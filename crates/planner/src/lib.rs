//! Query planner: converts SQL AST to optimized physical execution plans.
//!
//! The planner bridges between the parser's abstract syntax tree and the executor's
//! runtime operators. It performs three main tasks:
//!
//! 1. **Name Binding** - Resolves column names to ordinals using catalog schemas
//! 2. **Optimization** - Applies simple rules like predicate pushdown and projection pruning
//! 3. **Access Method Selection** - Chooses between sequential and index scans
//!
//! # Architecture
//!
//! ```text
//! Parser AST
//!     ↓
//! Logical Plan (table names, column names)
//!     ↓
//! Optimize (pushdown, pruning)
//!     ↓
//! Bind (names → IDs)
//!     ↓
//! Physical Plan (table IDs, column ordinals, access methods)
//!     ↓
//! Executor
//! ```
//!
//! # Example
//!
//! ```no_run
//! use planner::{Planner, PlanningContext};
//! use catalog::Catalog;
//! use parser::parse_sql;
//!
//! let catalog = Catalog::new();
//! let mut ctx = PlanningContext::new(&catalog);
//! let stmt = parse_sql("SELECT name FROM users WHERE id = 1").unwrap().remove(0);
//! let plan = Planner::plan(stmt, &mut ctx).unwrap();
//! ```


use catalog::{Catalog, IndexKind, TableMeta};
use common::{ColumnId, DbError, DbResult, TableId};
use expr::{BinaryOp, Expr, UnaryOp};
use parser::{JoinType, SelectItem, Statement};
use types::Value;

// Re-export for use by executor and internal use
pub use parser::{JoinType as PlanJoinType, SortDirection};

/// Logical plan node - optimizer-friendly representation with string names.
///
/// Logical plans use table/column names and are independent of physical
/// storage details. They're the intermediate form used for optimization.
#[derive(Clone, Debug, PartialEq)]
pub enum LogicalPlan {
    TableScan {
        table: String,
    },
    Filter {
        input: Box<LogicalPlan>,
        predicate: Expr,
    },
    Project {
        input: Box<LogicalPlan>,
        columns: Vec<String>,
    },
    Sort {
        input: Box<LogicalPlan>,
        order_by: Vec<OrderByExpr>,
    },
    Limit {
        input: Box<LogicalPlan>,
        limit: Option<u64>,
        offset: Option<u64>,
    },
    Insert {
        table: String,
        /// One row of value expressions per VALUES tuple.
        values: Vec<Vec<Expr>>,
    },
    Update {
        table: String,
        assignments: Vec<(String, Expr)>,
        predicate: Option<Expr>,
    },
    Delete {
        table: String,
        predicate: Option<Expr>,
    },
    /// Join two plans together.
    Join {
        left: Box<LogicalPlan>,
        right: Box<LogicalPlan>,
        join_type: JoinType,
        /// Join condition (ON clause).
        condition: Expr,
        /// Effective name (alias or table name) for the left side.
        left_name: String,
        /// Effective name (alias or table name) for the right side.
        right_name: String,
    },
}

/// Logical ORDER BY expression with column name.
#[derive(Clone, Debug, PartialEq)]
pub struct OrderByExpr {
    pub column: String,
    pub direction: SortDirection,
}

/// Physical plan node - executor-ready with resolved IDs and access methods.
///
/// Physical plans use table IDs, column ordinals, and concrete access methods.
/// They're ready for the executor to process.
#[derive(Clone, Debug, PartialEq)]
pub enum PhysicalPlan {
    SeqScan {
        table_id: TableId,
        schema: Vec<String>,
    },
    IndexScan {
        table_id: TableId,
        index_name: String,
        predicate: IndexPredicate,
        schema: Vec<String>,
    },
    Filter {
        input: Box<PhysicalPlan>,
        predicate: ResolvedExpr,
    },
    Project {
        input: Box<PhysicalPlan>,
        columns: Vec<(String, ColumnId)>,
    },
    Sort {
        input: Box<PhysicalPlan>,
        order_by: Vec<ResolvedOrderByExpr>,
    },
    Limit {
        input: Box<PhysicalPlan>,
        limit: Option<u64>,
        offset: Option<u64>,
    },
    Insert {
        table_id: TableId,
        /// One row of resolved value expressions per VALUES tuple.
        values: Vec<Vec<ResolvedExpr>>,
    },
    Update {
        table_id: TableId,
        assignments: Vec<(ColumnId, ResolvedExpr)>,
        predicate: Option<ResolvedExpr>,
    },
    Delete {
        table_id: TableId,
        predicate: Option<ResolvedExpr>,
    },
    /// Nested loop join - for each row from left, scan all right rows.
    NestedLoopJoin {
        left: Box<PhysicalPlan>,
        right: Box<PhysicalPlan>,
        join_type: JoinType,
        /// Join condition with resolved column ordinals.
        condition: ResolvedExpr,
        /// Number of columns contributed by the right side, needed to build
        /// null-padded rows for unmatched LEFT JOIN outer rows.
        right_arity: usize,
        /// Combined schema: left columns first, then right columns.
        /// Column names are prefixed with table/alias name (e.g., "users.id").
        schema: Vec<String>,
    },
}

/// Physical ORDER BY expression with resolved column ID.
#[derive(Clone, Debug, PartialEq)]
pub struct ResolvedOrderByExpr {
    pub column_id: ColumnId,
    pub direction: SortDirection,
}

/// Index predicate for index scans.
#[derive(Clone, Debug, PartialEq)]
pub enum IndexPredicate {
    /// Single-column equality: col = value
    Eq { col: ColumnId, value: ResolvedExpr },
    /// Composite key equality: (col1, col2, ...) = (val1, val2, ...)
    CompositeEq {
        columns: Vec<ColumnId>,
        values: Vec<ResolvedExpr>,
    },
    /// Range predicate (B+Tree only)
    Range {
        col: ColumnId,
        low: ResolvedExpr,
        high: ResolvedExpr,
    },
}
⁂
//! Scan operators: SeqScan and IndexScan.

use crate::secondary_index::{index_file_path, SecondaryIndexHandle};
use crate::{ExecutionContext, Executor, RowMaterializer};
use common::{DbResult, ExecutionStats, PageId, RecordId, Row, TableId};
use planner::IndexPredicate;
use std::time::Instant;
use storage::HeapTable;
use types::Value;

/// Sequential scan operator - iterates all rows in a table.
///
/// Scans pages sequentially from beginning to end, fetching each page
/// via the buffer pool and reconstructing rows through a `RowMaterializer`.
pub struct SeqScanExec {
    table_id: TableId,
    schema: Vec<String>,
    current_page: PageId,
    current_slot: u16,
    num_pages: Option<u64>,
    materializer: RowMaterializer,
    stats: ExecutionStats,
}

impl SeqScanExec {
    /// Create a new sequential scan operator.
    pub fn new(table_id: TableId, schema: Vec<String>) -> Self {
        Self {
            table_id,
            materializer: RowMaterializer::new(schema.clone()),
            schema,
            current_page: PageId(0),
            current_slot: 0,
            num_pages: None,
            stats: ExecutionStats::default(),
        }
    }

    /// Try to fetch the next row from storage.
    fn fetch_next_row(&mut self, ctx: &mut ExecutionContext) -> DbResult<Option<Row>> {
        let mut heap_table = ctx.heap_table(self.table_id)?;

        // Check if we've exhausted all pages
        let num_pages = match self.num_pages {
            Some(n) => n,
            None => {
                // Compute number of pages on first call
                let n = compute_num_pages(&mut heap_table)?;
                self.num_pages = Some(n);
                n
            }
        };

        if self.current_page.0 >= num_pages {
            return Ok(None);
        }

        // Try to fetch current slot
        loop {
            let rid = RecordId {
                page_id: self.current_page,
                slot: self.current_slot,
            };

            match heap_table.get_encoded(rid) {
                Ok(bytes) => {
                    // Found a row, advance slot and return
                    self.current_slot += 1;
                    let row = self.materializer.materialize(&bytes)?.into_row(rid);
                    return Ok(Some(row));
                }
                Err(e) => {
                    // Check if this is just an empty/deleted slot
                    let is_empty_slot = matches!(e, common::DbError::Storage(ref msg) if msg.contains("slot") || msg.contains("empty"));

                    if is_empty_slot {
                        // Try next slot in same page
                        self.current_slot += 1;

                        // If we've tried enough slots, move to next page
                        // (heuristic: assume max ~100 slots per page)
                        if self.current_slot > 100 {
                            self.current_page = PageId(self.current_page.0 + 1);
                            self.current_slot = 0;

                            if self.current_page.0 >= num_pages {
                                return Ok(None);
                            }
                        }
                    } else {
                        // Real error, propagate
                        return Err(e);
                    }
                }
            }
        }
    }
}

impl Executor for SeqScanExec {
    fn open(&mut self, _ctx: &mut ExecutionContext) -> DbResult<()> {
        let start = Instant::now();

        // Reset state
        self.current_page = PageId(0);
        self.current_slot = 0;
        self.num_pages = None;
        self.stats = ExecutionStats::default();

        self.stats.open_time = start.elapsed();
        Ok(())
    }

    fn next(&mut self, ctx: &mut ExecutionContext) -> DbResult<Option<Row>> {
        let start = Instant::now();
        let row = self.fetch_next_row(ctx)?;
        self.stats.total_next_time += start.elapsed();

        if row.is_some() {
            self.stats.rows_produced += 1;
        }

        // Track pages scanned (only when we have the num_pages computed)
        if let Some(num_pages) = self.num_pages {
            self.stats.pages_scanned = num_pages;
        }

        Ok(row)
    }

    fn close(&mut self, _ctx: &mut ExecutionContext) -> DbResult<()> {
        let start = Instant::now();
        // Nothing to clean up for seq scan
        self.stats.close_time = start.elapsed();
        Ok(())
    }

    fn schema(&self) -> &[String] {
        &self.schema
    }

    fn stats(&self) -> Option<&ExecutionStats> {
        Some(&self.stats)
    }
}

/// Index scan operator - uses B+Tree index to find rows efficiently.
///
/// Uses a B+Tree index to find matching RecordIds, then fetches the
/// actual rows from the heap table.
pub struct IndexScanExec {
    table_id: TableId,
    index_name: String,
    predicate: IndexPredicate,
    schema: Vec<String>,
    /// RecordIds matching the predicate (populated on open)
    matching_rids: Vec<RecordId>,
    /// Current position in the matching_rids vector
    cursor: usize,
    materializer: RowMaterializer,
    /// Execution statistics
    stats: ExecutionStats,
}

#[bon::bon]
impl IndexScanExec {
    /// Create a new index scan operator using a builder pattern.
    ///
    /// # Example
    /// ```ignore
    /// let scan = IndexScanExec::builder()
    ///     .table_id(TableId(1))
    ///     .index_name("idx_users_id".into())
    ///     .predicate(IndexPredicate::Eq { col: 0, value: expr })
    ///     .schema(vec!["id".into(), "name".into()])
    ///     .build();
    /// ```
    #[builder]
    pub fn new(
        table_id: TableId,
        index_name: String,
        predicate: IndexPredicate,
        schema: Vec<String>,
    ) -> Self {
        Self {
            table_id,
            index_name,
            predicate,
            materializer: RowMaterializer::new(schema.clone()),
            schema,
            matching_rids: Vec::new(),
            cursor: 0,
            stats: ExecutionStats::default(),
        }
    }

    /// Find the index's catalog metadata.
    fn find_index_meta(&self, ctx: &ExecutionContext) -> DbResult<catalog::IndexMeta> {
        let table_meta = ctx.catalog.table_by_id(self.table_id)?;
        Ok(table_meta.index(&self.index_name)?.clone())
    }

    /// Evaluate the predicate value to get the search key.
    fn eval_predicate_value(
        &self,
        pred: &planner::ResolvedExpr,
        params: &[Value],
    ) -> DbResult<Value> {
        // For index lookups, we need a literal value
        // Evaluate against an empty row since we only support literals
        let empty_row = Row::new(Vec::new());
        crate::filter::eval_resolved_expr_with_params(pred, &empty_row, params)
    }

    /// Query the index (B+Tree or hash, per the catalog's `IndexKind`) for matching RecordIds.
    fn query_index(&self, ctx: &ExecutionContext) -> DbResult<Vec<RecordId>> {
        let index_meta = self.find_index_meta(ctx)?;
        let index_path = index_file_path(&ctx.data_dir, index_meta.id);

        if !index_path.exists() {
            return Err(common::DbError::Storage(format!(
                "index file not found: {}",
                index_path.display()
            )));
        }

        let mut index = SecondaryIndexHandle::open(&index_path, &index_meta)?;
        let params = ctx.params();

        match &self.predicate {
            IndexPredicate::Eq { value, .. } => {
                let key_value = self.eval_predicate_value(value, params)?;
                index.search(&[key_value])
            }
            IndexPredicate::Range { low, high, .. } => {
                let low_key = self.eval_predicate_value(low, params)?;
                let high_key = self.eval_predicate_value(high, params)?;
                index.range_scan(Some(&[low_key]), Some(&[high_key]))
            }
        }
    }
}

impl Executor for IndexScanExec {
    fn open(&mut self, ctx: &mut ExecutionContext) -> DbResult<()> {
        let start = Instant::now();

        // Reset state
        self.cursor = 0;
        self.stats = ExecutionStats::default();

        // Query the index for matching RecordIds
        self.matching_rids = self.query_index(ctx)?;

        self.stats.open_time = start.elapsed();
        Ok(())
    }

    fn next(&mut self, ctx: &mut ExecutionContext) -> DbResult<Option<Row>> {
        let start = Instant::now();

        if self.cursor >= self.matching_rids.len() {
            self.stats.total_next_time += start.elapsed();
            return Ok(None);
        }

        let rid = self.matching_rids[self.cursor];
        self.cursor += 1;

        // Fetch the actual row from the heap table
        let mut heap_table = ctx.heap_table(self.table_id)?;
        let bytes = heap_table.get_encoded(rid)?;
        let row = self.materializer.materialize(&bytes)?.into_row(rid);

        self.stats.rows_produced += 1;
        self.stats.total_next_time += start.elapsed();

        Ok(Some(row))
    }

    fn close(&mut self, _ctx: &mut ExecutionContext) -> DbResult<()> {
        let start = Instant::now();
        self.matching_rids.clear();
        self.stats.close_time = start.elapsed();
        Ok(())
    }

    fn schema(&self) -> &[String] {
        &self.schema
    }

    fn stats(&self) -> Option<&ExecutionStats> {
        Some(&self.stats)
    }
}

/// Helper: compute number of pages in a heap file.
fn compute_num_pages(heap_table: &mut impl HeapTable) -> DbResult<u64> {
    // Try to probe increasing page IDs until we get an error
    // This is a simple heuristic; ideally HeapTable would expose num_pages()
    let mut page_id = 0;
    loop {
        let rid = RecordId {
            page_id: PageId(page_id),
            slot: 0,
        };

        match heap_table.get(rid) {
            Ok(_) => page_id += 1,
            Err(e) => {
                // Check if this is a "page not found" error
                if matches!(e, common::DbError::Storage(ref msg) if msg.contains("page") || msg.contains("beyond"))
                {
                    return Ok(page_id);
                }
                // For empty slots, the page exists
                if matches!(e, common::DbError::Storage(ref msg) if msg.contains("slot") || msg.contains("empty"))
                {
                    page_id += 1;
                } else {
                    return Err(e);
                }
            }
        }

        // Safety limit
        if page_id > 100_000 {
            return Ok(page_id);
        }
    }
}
⁂
Above are the entries. Quote exactly the lines from the one bearing "filename crates/planner/src/lib.rs" through the one bearing "and projection pruning".

filename crates/planner/src/lib.rs
//! Query planner: converts SQL AST to optimized physical execution plans.
//!
//! The planner bridges between the parser's abstract syntax tree and the executor's
//! runtime operators. It performs three main tasks:
//!
//! 1. **Name Binding** - Resolves column names to ordinals using catalog schemas
//! 2. **Optimization** - Applies simple rules like predicate pushdown and projection pruning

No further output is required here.